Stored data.
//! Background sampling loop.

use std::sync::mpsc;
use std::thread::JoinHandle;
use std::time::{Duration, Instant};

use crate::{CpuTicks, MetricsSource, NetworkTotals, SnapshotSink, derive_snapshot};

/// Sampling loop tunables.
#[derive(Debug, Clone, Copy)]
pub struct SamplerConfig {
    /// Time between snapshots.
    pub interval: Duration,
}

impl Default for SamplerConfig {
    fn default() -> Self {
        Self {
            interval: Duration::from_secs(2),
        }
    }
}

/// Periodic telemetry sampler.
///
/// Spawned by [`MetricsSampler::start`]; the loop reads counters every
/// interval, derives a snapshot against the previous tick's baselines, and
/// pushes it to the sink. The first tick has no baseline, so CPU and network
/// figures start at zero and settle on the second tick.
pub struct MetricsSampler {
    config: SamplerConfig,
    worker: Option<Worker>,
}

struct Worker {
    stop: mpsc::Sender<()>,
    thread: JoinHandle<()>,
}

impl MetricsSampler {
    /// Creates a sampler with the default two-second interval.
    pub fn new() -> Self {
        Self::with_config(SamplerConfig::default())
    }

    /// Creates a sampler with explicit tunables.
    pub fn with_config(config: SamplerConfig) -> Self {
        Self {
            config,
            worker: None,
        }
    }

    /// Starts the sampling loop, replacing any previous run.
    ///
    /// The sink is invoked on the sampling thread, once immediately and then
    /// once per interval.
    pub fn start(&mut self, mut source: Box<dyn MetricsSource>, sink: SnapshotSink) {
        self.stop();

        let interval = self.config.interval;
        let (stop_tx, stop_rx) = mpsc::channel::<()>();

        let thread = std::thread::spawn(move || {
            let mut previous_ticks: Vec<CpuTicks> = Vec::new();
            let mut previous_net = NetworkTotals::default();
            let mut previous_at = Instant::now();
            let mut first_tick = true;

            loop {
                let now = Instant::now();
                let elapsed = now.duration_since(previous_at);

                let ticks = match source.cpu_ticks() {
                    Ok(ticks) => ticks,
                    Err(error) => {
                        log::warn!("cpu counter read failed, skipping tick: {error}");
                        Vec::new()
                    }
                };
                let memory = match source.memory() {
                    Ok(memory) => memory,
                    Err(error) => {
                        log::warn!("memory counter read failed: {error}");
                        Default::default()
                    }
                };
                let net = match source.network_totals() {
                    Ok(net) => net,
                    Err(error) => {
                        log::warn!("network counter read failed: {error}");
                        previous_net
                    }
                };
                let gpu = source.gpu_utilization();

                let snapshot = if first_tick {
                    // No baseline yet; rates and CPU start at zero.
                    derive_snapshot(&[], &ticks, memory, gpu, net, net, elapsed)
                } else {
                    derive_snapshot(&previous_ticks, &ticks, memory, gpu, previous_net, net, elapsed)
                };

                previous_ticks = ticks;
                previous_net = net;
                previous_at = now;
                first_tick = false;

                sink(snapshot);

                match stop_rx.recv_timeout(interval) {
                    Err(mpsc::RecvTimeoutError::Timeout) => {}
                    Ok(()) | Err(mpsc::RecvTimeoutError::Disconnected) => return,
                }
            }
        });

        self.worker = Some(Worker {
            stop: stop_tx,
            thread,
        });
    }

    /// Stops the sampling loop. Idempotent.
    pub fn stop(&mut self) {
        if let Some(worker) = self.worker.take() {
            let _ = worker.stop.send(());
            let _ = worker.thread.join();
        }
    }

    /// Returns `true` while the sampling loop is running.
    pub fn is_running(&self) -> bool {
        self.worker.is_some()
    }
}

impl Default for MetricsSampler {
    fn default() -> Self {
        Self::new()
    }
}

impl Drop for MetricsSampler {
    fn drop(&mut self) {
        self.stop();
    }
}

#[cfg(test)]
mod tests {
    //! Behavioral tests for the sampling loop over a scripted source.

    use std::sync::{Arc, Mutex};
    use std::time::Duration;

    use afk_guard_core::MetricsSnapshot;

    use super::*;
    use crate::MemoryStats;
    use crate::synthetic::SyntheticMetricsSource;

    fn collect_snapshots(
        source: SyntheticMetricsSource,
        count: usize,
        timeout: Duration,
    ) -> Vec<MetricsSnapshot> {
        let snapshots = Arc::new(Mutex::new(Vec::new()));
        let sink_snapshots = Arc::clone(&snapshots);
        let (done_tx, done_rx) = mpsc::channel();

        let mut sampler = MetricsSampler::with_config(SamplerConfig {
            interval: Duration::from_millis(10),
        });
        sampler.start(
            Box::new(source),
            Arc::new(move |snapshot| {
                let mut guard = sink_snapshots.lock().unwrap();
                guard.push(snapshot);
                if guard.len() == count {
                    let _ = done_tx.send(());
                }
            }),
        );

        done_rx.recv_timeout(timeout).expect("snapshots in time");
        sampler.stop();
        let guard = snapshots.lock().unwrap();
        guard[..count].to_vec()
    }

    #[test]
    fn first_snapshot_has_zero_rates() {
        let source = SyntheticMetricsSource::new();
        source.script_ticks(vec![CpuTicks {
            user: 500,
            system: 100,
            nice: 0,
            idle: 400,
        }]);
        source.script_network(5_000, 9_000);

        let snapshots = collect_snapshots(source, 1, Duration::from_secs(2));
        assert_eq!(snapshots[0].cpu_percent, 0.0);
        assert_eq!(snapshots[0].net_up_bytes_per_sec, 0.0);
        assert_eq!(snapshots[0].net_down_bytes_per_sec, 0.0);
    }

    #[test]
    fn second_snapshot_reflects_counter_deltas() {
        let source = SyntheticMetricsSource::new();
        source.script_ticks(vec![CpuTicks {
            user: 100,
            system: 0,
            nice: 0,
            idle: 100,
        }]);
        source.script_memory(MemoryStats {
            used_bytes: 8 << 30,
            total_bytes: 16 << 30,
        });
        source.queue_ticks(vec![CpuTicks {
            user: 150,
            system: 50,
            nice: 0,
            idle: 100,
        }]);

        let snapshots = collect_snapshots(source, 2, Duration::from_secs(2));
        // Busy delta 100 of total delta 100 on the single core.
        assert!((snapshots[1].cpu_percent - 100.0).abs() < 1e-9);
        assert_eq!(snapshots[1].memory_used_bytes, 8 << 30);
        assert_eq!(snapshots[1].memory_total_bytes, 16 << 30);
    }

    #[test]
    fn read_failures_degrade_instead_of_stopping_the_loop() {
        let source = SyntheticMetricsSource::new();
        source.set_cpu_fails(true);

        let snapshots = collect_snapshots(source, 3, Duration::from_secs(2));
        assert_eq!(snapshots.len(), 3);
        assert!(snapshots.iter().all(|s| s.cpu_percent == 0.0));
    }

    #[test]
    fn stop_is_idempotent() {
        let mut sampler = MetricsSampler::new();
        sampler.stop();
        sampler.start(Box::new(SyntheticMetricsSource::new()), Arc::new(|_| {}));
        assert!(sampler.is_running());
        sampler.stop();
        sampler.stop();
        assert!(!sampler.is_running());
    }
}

Your objective.
All records above must be printed again, exactly.

Task solution.
//! Background sampling loop.

use std::sync::mpsc;
use std::thread::JoinHandle;
use std::time::{Duration, Instant};

use crate::{CpuTicks, MetricsSource, NetworkTotals, SnapshotSink, derive_snapshot};

/// Sampling loop tunables.
#[derive(Debug, Clone, Copy)]
pub struct SamplerConfig {
    /// Time between snapshots.
    pub interval: Duration,
}

impl Default for SamplerConfig {
    fn default() -> Self {
        Self {
            interval: Duration::from_secs(2),
        }
    }
}

/// Periodic telemetry sampler.
///
/// Spawned by [`MetricsSampler::start`]; the loop reads counters every
/// interval, derives a snapshot against the previous tick's baselines, and
/// pushes it to the sink. The first tick has no baseline, so CPU and network
/// figures start at zero and settle on the second tick.
pub struct MetricsSampler {
    config: SamplerConfig,
    worker: Option<Worker>,
}

struct Worker {
    stop: mpsc::Sender<()>,
    thread: JoinHandle<()>,
}

impl MetricsSampler {
    /// Creates a sampler with the default two-second interval.
    pub fn new() -> Self {
        Self::with_config(SamplerConfig::default())
    }

    /// Creates a sampler with explicit tunables.
    pub fn with_config(config: SamplerConfig) -> Self {
        Self {
            config,
            worker: None,
        }
    }

    /// Starts the sampling loop, replacing any previous run.
    ///
    /// The sink is invoked on the sampling thread, once immediately and then
    /// once per interval.
    pub fn start(&mut self, mut source: Box<dyn MetricsSource>, sink: SnapshotSink) {
        self.stop();

        let interval = self.config.interval;
        let (stop_tx, stop_rx) = mpsc::channel::<()>();

        let thread = std::thread::spawn(move || {
            let mut previous_ticks: Vec<CpuTicks> = Vec::new();
            let mut previous_net = NetworkTotals::default();
            let mut previous_at = Instant::now();
            let mut first_tick = true;

            loop {
                let now = Instant::now();
                let elapsed = now.duration_since(previous_at);

                let ticks = match source.cpu_ticks() {
                    Ok(ticks) => ticks,
                    Err(error) => {
                        log::warn!("cpu counter read failed, skipping tick: {error}");
                        Vec::new()
                    }
                };
                let memory = match source.memory() {
                    Ok(memory) => memory,
                    Err(error) => {
                        log::warn!("memory counter read failed: {error}");
                        Default::default()
                    }
                };
                let net = match source.network_totals() {
                    Ok(net) => net,
                    Err(error) => {
                        log::warn!("network counter read failed: {error}");
                        previous_net
                    }
                };
                let gpu = source.gpu_utilization();

                let snapshot = if first_tick {
                    // No baseline yet; rates and CPU start at zero.
                    derive_snapshot(&[], &ticks, memory, gpu, net, net, elapsed)
                } else {
                    derive_snapshot(&previous_ticks, &ticks, memory, gpu, previous_net, net, elapsed)
                };

                previous_ticks = ticks;
                previous_net = net;
                previous_at = now;
                first_tick = false;

                sink(snapshot);

                match stop_rx.recv_timeout(interval) {
                    Err(mpsc::RecvTimeoutError::Timeout) => {}
                    Ok(()) | Err(mpsc::RecvTimeoutError::Disconnected) => return,
                }
            }
        });

        self.worker = Some(Worker {
            stop: stop_tx,
            thread,
        });
    }

    /// Stops the sampling loop. Idempotent.
    pub fn stop(&mut self) {
        if let Some(worker) = self.worker.take() {
            let _ = worker.stop.send(());
            let _ = worker.thread.join();
        }
    }

    /// Returns `true` while the sampling loop is running.
    pub fn is_running(&self) -> bool {
        self.worker.is_some()
    }
}

impl Default for MetricsSampler {
    fn default() -> Self {
        Self::new()
    }
}

impl Drop for MetricsSampler {
    fn drop(&mut self) {
        self.stop();
    }
}

#[cfg(test)]
mod tests {
    //! Behavioral tests for the sampling loop over a scripted source.

    use std::sync::{Arc, Mutex};
    use std::time::Duration;

    use afk_guard_core::MetricsSnapshot;

    use super::*;
    use crate::MemoryStats;
    use crate::synthetic::SyntheticMetricsSource;

    fn collect_snapshots(
        source: SyntheticMetricsSource,
        count: usize,
        timeout: Duration,
    ) -> Vec<MetricsSnapshot> {
        let snapshots = Arc::new(Mutex::new(Vec::new()));
        let sink_snapshots = Arc::clone(&snapshots);
        let (done_tx, done_rx) = mpsc::channel();

        let mut sampler = MetricsSampler::with_config(SamplerConfig {
            interval: Duration::from_millis(10),
        });
        sampler.start(
            Box::new(source),
            Arc::new(move |snapshot| {
                let mut guard = sink_snapshots.lock().unwrap();
                guard.push(snapshot);
                if guard.len() == count {
                    let _ = done_tx.send(());
                }
            }),
        );

        done_rx.recv_timeout(timeout).expect("snapshots in time");
        sampler.stop();
        let guard = snapshots.lock().unwrap();
        guard[..count].to_vec()
    }

    #[test]
    fn first_snapshot_has_zero_rates() {
        let source = SyntheticMetricsSource::new();
        source.script_ticks(vec![CpuTicks {
            user: 500,
            system: 100,
            nice: 0,
            idle: 400,
        }]);
        source.script_network(5_000, 9_000);

        let snapshots = collect_snapshots(source, 1, Duration::from_secs(2));
        assert_eq!(snapshots[0].cpu_percent, 0.0);
        assert_eq!(snapshots[0].net_up_bytes_per_sec, 0.0);
        assert_eq!(snapshots[0].net_down_bytes_per_sec, 0.0);
    }

    #[test]
    fn second_snapshot_reflects_counter_deltas() {
        let source = SyntheticMetricsSource::new();
        source.script_ticks(vec![CpuTicks {
            user: 100,
            system: 0,
            nice: 0,
            idle: 100,
        }]);
        source.script_memory(MemoryStats {
            used_bytes: 8 << 30,
            total_bytes: 16 << 30,
        });
        source.queue_ticks(vec![CpuTicks {
            user: 150,
            system: 50,
            nice: 0,
            idle: 100,
        }]);

        let snapshots = collect_snapshots(source, 2, Duration::from_secs(2));
        // Busy delta 100 of total delta 100 on the single core.
        assert!((snapshots[1].cpu_percent - 100.0).abs() < 1e-9);
        assert_eq!(snapshots[1].memory_used_bytes, 8 << 30);
        assert_eq!(snapshots[1].memory_total_bytes, 16 << 30);
    }

    #[test]
    fn read_failures_degrade_instead_of_stopping_the_loop() {
        let source = SyntheticMetricsSource::new();
        source.set_cpu_fails(true);

        let snapshots = collect_snapshots(source, 3, Duration::from_secs(2));
        assert_eq!(snapshots.len(), 3);
        assert!(snapshots.iter().all(|s| s.cpu_percent == 0.0));
    }

    #[test]
    fn stop_is_idempotent() {
        let mut sampler = MetricsSampler::new();
        sampler.stop();
        sampler.start(Box::new(SyntheticMetricsSource::new()), Arc::new(|_| {}));
        assert!(sampler.is_running());
        sampler.stop();
        sampler.stop();
        assert!(!sampler.is_running());
    }
}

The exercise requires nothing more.